I’m so grateful for that. Your love for me had no grey area, no borders, no beginning and no ending. I’m so thankful that you and I continue to have that connection even in death. I hear your sweet voice though you’re gone, continuing to remind me of whats important and what is only details. I see your love for me thru the people you’re sending my way each day. Every personal contact with each one I see each day is someone you’re sending my direction. I could never even begin to understand just how perfect a soul you are, how you’re still watching over me and loving me and protecting me. It’s funny. I thought as a mother I was supposed to be teaching YOU the lessons. Now I know I’ve had it all wrong all these 7 years. My sweet prince, my angel baby…my heart is full of the greatest sadness and the greatest joy I could ever have imagined. My soul aches, my arms are craving to hold you once more, my heart is breaking to feel your love in the flesh. My ears are burning to hear your angelic voice say you love me once more…but…my soul is so glad you’re gone. A soul as precious as yours never belonged to this world, nor to me or to your daddy. You’ve always been Gods son, simply on loan to us. My heart is so glad you are breathing freely, running without hardship, and that you are free to simply care for us and love on us from way beyond the clouds. I could never imagine the hardships you’ve so gracefully endured. The pain. The fear. Oh my sweet prince your purpose and calling was so much bigger than I ever could have dreamt of 8 short years ago when you first became mine…heart to heart. My dear angel your job has only just begun and I consider it the greatest honor of my life to speak about you now to all of these souls who love you so much as well.
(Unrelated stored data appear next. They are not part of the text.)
pub mod api;
pub mod config;
pub mod db;
pub mod error;
pub mod middleware;
pub mod models;
pub mod routes;
pub mod services;

pub use api::{create_router, AppState};
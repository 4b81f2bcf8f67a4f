use std::sync::Arc;
use std::time::Duration;

use tokio_util::sync::CancellationToken;
use tracing_subscriber::{layer::SubscriberExt, util::SubscriberInitExt};

use keepup_api::{
    config::Config,
    create_router,
    db::{create_pool, create_redis_client, Cache, InMemoryLibrary, PersistedLibrary, PgLibrary},
    services::{HttpStatusClient, TmdbClient},
    AppState,
};

const SESSION_SWEEP_INTERVAL: Duration = Duration::from_secs(60);

#[tokio::main]
async fn main() -> anyhow::Result<()> {
    tracing_subscriber::registry()
        .with(
            tracing_subscriber::EnvFilter::try_from_default_env()
                .unwrap_or_else(|_| "keepup_api=info,tower_http=info".into()),
        )
        .with(tracing_subscriber::fmt::layer())
        .init();

    let config = Config::from_env()?;

    let library: Arc<dyn PersistedLibrary> = match &config.database_url {
        Some(url) => {
            let pool = create_pool(url).await?;
            tracing::info!("Tracked libraries stored in Postgres");
            Arc::new(PgLibrary::new(pool))
        }
        None => {
            tracing::warn!("DATABASE_URL not set, tracked libraries are kept in memory");
            Arc::new(InMemoryLibrary::new())
        }
    };

    let (cache, cache_writer) = match &config.redis_url {
        Some(url) => {
            let (cache, handle) = Cache::new(create_redis_client(url)?);
            tracing::info!("Catalog response cache enabled");
            (Some(cache), Some(handle))
        }
        None => (None, None),
    };

    let http_client = reqwest::Client::new();
    let catalog = TmdbClient::new(
        http_client.clone(),
        config.tmdb_api_key.clone(),
        config.tmdb_api_url.clone(),
        config.tmdb_image_url.clone(),
        cache,
    );
    let status = HttpStatusClient::new(http_client, config.status_api_url.clone());

    let state = AppState::new(
        Arc::new(catalog),
        Arc::new(status),
        library,
        config.recent_window_days,
    );

    let sweep_cancel = CancellationToken::new();
    let sweep_handle = tokio::spawn(sweep_idle_sessions(
        state.clone(),
        Duration::from_secs(config.session_idle_secs),
        sweep_cancel.clone(),
    ));

    let app = create_router(state);

    let address = config.bind_address();
    let listener = tokio::net::TcpListener::bind(&address).await?;
    tracing::info!(%address, "Server listening");

    axum::serve(listener, app)
        .with_graceful_shutdown(shutdown_signal())
        .await?;

    sweep_cancel.cancel();
    let _ = sweep_handle.await;

    if let Some(handle) = cache_writer {
        handle.shutdown().await;
    }

    tracing::info!("Server stopped");
    Ok(())
}

/// Evicts idle user sessions until cancelled
async fn sweep_idle_sessions(state: AppState, max_idle: Duration, cancel: CancellationToken) {
    let mut interval = tokio::time::interval(SESSION_SWEEP_INTERVAL);
    loop {
        tokio::select! {
            _ = cancel.cancelled() => break,
            _ = interval.tick() => {
                state.evict_idle(max_idle).await;
            }
        }
    }
}

async fn shutdown_signal() {
    if let Err(e) = tokio::signal::ctrl_c().await {
        tracing::error!(error = %e, "Failed to listen for shutdown signal");
        std::future::pending::<()>().await;
    }
    tracing::info!("Shutdown signal received");
}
Until we see each other on the other side my angel baby…mommy loves you endlessly…
My dearest friends here today. I know just how you feel. I know your pain. I know your hope. I know your unending love. But these tears aren’t meant for us. They could never be. Imagine for a moment living your life without having ever had the opportunity to meet our angel. The love, the joy, the sadness, the worry, the peace that we would have missed out on. These tears are simply temporary. They are an attempt to bridge the gap from life to death, to convince our minds of what our hearts know as the most amazing pain imaginable. But with every sunrise and with every beautiful sunset he is with us. There’s no other place he’d rather be. God knew more than anyone that this world could never hold him. That his spirit and love was simply out of this world. His earthly body failed him miserably but God never failed Conner.
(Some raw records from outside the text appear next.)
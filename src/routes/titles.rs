use axum::{
    extract::{Path, Query, State},
    Json,
};
use serde::Deserialize;

use crate::{
    api::AppState,
    error::{AppError, AppResult},
    models::{SearchKind, ShowType, TrackedShow},
};

#[derive(Debug, Deserialize)]
pub struct SearchQuery {
    q: String,
    #[serde(default)]
    kind: SearchKind,
}

/// Handler for title search endpoint
pub async fn search(
    State(state): State<AppState>,
    Query(params): Query<SearchQuery>,
) -> AppResult<Json<Vec<TrackedShow>>> {
    if params.q.trim().is_empty() {
        return Err(AppError::InvalidInput("Search query must not be empty".to_string()));
    }

    let titles = state.catalog.search(&params.q, params.kind).await?;
    Ok(Json(titles))
}

/// Title details, served from the tracked record when it already has them
///
/// Freshly fetched details are merged onto the tracked record as it stands
/// once the catalog answers, and written back so later views skip the catalog.
pub async fn details(
    State(state): State<AppState>,
    Path((user, show_type, id)): Path<(String, ShowType, String)>,
) -> AppResult<Json<TrackedShow>> {
    let session = state.session(&user).await?;

    if let Some(show) = session.store.get(&id).await.filter(|s| s.has_details()) {
        tracing::debug!(user_id = %user, show_id = %id, "Serving cached details");
        return Ok(Json(show));
    }

    let fetched = state.catalog.fetch_details(&id, show_type).await?;

    match session.store.merge_details(&id, fetched.clone()).await {
        Some(merged) => Ok(Json(merged)),
        None => Ok(Json(fetched)),
    }
}
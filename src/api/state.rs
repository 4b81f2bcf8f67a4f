use std::collections::HashMap;
use std::sync::{Arc, Mutex, PoisonError};
use std::time::Duration;

use tokio::sync::RwLock;
use tokio::time::Instant;

use crate::{
    db::PersistedLibrary,
    error::AppResult,
    services::{CatalogClient, StatusClient, TrackingStore, UpdateEngine, UpdateRefresher},
};

/// Shared application state
#[derive(Clone)]
pub struct AppState {
    pub catalog: Arc<dyn CatalogClient>,
    pub status: Arc<dyn StatusClient>,
    pub library: Arc<dyn PersistedLibrary>,
    /// Window used when a request does not name one
    pub recent_window_days: u32,
    sessions: Arc<RwLock<HashMap<String, Arc<UserSession>>>>,
}

/// One user's tracked list and the refresher that computes their feeds
pub struct UserSession {
    pub store: TrackingStore,
    pub refresher: UpdateRefresher,
    last_used: Mutex<Instant>,
}

impl UserSession {
    fn touch(&self) {
        *self.last_used.lock().unwrap_or_else(PoisonError::into_inner) = Instant::now();
    }

    fn idle_for(&self) -> Duration {
        self.last_used
            .lock()
            .unwrap_or_else(PoisonError::into_inner)
            .elapsed()
    }
}

impl AppState {
    pub fn new(
        catalog: Arc<dyn CatalogClient>,
        status: Arc<dyn StatusClient>,
        library: Arc<dyn PersistedLibrary>,
        recent_window_days: u32,
    ) -> Self {
        Self {
            catalog,
            status,
            library,
            recent_window_days,
            sessions: Arc::new(RwLock::new(HashMap::new())),
        }
    }

    /// Session for `user_id`, loading the persisted library on first use
    ///
    /// A failed load is returned and nothing is kept, so the next request
    /// retries the load.
    pub async fn session(&self, user_id: &str) -> AppResult<Arc<UserSession>> {
        if let Some(session) = self.sessions.read().await.get(user_id) {
            session.touch();
            return Ok(session.clone());
        }

        // Loaded outside the lock; a concurrent first request keeps whichever
        // session was inserted first.
        let store = TrackingStore::load(user_id, self.library.clone()).await?;
        let session = Arc::new(UserSession {
            store,
            refresher: UpdateRefresher::new(UpdateEngine::new(self.catalog.clone())),
            last_used: Mutex::new(Instant::now()),
        });

        Ok(self
            .sessions
            .write()
            .await
            .entry(user_id.to_string())
            .or_insert(session)
            .clone())
    }

    /// Number of users with a loaded session
    pub async fn session_count(&self) -> usize {
        self.sessions.read().await.len()
    }

    /// Drops sessions unused for at least `max_idle` that have no update
    /// cycle running. Returns how many were dropped.
    pub async fn evict_idle(&self, max_idle: Duration) -> usize {
        let mut sessions = self.sessions.write().await;
        let before = sessions.len();
        sessions.retain(|_, session| {
            session.refresher.is_running() || session.idle_for() < max_idle
        });
        let evicted = before - sessions.len();
        if evicted > 0 {
            tracing::info!(evicted, remaining = sessions.len(), "Evicted idle sessions");
        }
        evicted
    }
}
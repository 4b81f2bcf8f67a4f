pub mod cache;

mod macros;

pub use cache::create_redis_client;
pub use cache::{Cache, CacheWriterHandle};
pub use cache::CacheKey;
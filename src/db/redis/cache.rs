use redis::AsyncCommands;
use redis::Client;
use std::fmt::Display;
use tokio::sync::mpsc;

use crate::error::AppError;
use crate::error::AppResult;
use crate::models::{SearchKind, ShowType};

/// Catalog responses worth sharing between the search and detail paths
#[derive(Debug, Clone, PartialEq, Eq, Hash)]
pub enum CacheKey {
    /// Search results by kind and query
    Search(SearchKind, String),
    /// Show details by type and TMDB id
    Details(ShowType, String),
}

impl Display for CacheKey {
    fn fmt(&self, f: &mut std::fmt::Formatter<'_>) -> std::fmt::Result {
        match self {
            CacheKey::Search(kind, query) => {
                write!(f, "search:{}:{}", kind, query.trim().to_lowercase())
            }
            CacheKey::Details(show_type, id) => write!(f, "details:{}:{}", show_type, id),
        }
    }
}

/// Creates a Redis client for caching
pub fn create_redis_client(redis_url: &str) -> anyhow::Result<Client> {
    let client = Client::open(redis_url)?;
    Ok(client)
}

/// Message for asynchronous cache writes
struct CacheWriteMessage {
    key: String,
    value: String,
    ttl: u64,
}

/// Cache handler for storing and retrieving data from Redis
#[derive(Clone)]
pub struct Cache {
    redis_client: Client,
    write_tx: mpsc::UnboundedSender<CacheWriteMessage>,
}

/// Handle for gracefully shutting down the cache writer
pub struct CacheWriterHandle {
    shutdown_tx: mpsc::Sender<()>,
}

impl CacheWriterHandle {
    /// Signals the writer task to flush pending writes and stop
    pub async fn shutdown(self) {
        let _ = self.shutdown_tx.send(()).await;
        tracing::info!("Cache writer shutdown signal sent");
    }
}

impl Cache {
    /// Creates a new Cache instance with an async write background task
    pub fn new(redis_client: Client) -> (Self, CacheWriterHandle) {
        let (write_tx, write_rx) = mpsc::unbounded_channel();
        let (shutdown_tx, shutdown_rx) = mpsc::channel(1);

        let client = redis_client.clone();
        tokio::spawn(async move {
            Self::cache_writer_task(client, write_rx, shutdown_rx).await;
        });

        let cache = Self {
            redis_client,
            write_tx,
        };

        let handle = CacheWriterHandle { shutdown_tx };

        (cache, handle)
    }

    /// Drains write messages into Redis until shutdown, then flushes the rest
    async fn cache_writer_task(
        client: Client,
        mut write_rx: mpsc::UnboundedReceiver<CacheWriteMessage>,
        mut shutdown_rx: mpsc::Receiver<()>,
    ) {
        tracing::info!("Cache writer task started");

        loop {
            tokio::select! {
                Some(msg) = write_rx.recv() => {
                    if let Err(e) = Self::write_to_redis(&client, msg).await {
                        tracing::error!(error = %e, "Failed to write to Redis cache");
                    }
                }
                _ = shutdown_rx.recv() => {
                    tracing::info!("Cache writer shutting down, flushing remaining writes");

                    write_rx.close();
                    while let Some(msg) = write_rx.recv().await {
                        if let Err(e) = Self::write_to_redis(&client, msg).await {
                            tracing::error!(error = %e, "Failed to flush cache write during shutdown");
                        }
                    }

                    tracing::info!("Cache writer task stopped");
                    break;
                }
            }
        }
    }

    async fn write_to_redis(client: &Client, msg: CacheWriteMessage) -> AppResult<()> {
        let mut conn = client.get_multiplexed_async_connection().await?;
        let _: () = conn.set_ex(msg.key, msg.value, msg.ttl).await?;
        Ok(())
    }

    /// Retrieves and deserializes a cached value, `None` on a miss
    pub async fn get_from_cache<T: serde::de::DeserializeOwned>(
        &self,
        key: &CacheKey,
    ) -> AppResult<Option<T>> {
        let mut conn = self.redis_client.get_multiplexed_async_connection().await?;
        let cached: Option<String> = conn.get(key.to_string()).await?;

        match cached {
            Some(json) => {
                let data = serde_json::from_str(&json).map_err(|e| {
                    AppError::Serialization(format!("Cache deserialization error: {}", e))
                })?;
                Ok(Some(data))
            }
            None => Ok(None),
        }
    }

    /// Queues a value for the background writer and returns immediately
    pub fn set_in_background<T: serde::Serialize>(&self, key: &CacheKey, value: &T, ttl: u64) {
        let json = match serde_json::to_string(value) {
            Ok(j) => j,
            Err(e) => {
                tracing::error!(error = %e, "Cache serialization error");
                return;
            }
        };

        let msg = CacheWriteMessage {
            key: key.to_string(),
            value: json,
            ttl,
        };

        if let Err(e) = self.write_tx.send(msg) {
            tracing::error!(error = %e, "Failed to send cache write message");
        }
    }
}
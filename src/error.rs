use axum::{
    http::StatusCode,
    response::{IntoResponse, Response},
    Json,
};
use serde_json::json;

/// Application-level errors
#[derive(thiserror::Error, Debug)]
pub enum AppError {
    #[error("Database error: {0}")]
    Database(#[from] sqlx::Error),

    #[error("Cache error: {0}")]
    Cache(#[from] redis::RedisError),

    #[error("HTTP client error: {0}")]
    HttpClient(#[from] reqwest::Error),

    #[error("Not found: {0}")]
    NotFound(String),

    #[error("Invalid input: {0}")]
    InvalidInput(String),

    #[error("External API error: {0}")]
    ExternalApi(String),

    #[error("Serialization error: {0}")]
    Serialization(String),

    #[error("Update computation cancelled")]
    Cancelled,

    #[error("Internal server error: {0}")]
    Internal(String),
}

impl From<serde_json::Error> for AppError {
    fn from(e: serde_json::Error) -> Self {
        AppError::Serialization(e.to_string())
    }
}

impl IntoResponse for AppError {
    fn into_response(self) -> Response {
        let (status, message) = match self {
            AppError::NotFound(msg) => (StatusCode::NOT_FOUND, msg),
            AppError::InvalidInput(msg) => (StatusCode::BAD_REQUEST, msg),
            AppError::Database(_)
            | AppError::Cache(_)
            | AppError::Serialization(_)
            | AppError::Internal(_) => (StatusCode::INTERNAL_SERVER_ERROR, self.to_string()),
            AppError::ExternalApi(msg) => (StatusCode::BAD_GATEWAY, msg),
            AppError::HttpClient(_) => (StatusCode::BAD_GATEWAY, self.to_string()),
            AppError::Cancelled => (StatusCode::CONFLICT, self.to_string()),
        };

        let body = Json(json!({
            "error": message
        }));

        (status, body).into_response()
    }
}

pub type AppResult<T> = Result<T, AppError>;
He lived a life of passion and purpose, he loved with every single space in his heart, he breathed with every single ounce his lungs would let him, fully knowing that his time here would be short. He always made sure to let us know how deep his love for us was and still is. He laughed with his best friend Hunter until his lungs burned; he sang quiet songs of worship in the very back seat of our car. His heart always wept for the sadness and pain that this world has brought upon so many with this disease, his soul screamed for a cure. Yet he understood that for him, the cure would be death. To breathe free he’d have to say goodbye for now to his family and friends, but he was fully willing and ready to do that. His heart simply couldn’t handle watching his disease and pain hurt us any longer.
His mission was simple.
Teach the thousands who considered him an angel the ways of the Lord. His love, strength, kindness, patience, perseverance, determination, compassion, smile, happiness, and sense of humor were a few of his greatest attributes. He loved wholly, lived fully and breathed in life deeply.
It’s never goodbye my friends.
With every speck of red he puts into your every day think of him. With every kind child you see think of him. When you see legos, transformers and kids running in laughter think of him. Whenever you hear him speak into your heart, know that it’s truly him. When you get a sudden chill or goose bumps know its Conner holding you close. Know that the greatest day of his life was the day he left this world. Free. Know the tears we shed and the pain we feel is only a tiny fraction of the joy and overwhelming happiness that he’s feeling now. This world simply was never big enough…his spirit is heavy on my shoulders, his love is deep within my heart and his smile is the warm sunshine on my face like angel kisses. Hug your kids tightly, truly live each day, don’t wait for your salvation because Conner wouldn’t want that, be patient, love whole heartedly, laugh as much as you can, give freely of yourself to others, and just as I whispered into his ear his entire last day alive, and even as he took his last labored breath love love love. Always always always.